I will weigh myself daily and count every calorie that enters my mouth. I become obsessive. I have been in tears if the final meal of the day puts me seven calories over my recommended daily allowance. I will avoid any packaging that shows food that contains a large portion of a particular food group. I will spend ages in front of a supermarket chiller, trying to find the lowest calorie sandwich. If, after all this deliberating, I have still put on weight, I will reduce my intake the next day. My meals, in those moments, have become about numbers instead of nourishment.
I’ve been overweight and in that period of time, I really didn’t like the way I looked. I was desperate to look like I thought I was supposed to, forgetting that at 5 foot 10, I’m unlikely to ever be a size 6. I was appalled at myself and yet, even then, I knew that losing weight wouldn’t change the way I saw myself. Alas, now within the healthy range again, I still dislike what I look like. I’m learning that weight doesn’t equate with happiness.

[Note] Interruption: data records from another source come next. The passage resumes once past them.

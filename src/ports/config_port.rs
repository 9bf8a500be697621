//! Configuration access port trait.

use crate::domain::error::TrendstopError;

pub trait ConfigPort {
    fn get_string(&self, section: &str, key: &str) -> Option<String>;
    fn get_int(&self, section: &str, key: &str, default: i64) -> i64;
    fn get_double(&self, section: &str, key: &str, default: f64) -> f64;

    /// A present, non-blank value or `ConfigMissing`.
    fn require_string(&self, section: &str, key: &str) -> Result<String, TrendstopError> {
        self.get_string(section, key)
            .filter(|v| !v.trim().is_empty())
            .ok_or_else(|| TrendstopError::ConfigMissing {
                section: section.to_string(),
                key: key.to_string(),
            })
    }
}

So what does this mean for me?
I want to be healthy. This is so that, as Laura said, I reduce the risk of disease later in life and my body works well. I want to be eating a balanced meal, but that doesn’t mean that I can’t have the occasional cake or a tub of pick ‘n’ mix if I feel like it. I want to treat myself respectfully and this means both not overeating, but also not under-eating as well. Food is meant to nourish us and give us the energy to live our lives. I want to know that I have the capability to do what I want to do, without being hindered by myself. I want to be happy because who I am is enough, whether that person fits into a smaller pair of jeans or has a little bit of flesh overhanging.
The more I practise eating in a way that allows me to keep fit and still enjoy food, the easier I hope it will become. I think I will gradually continue to adjust to what works for me in terms of portion sizes and the food I eat, but I don’t want weighing or numerical values to be a part of that. Having my happiness decided on by something as changeable as a digit means my mood and my self-worth are likely to be all over the place and we all know that’s not helpful.
I'm excited to try and find a place where food isn't another addiction for me. I’ll let you know how I get on in the months ahead!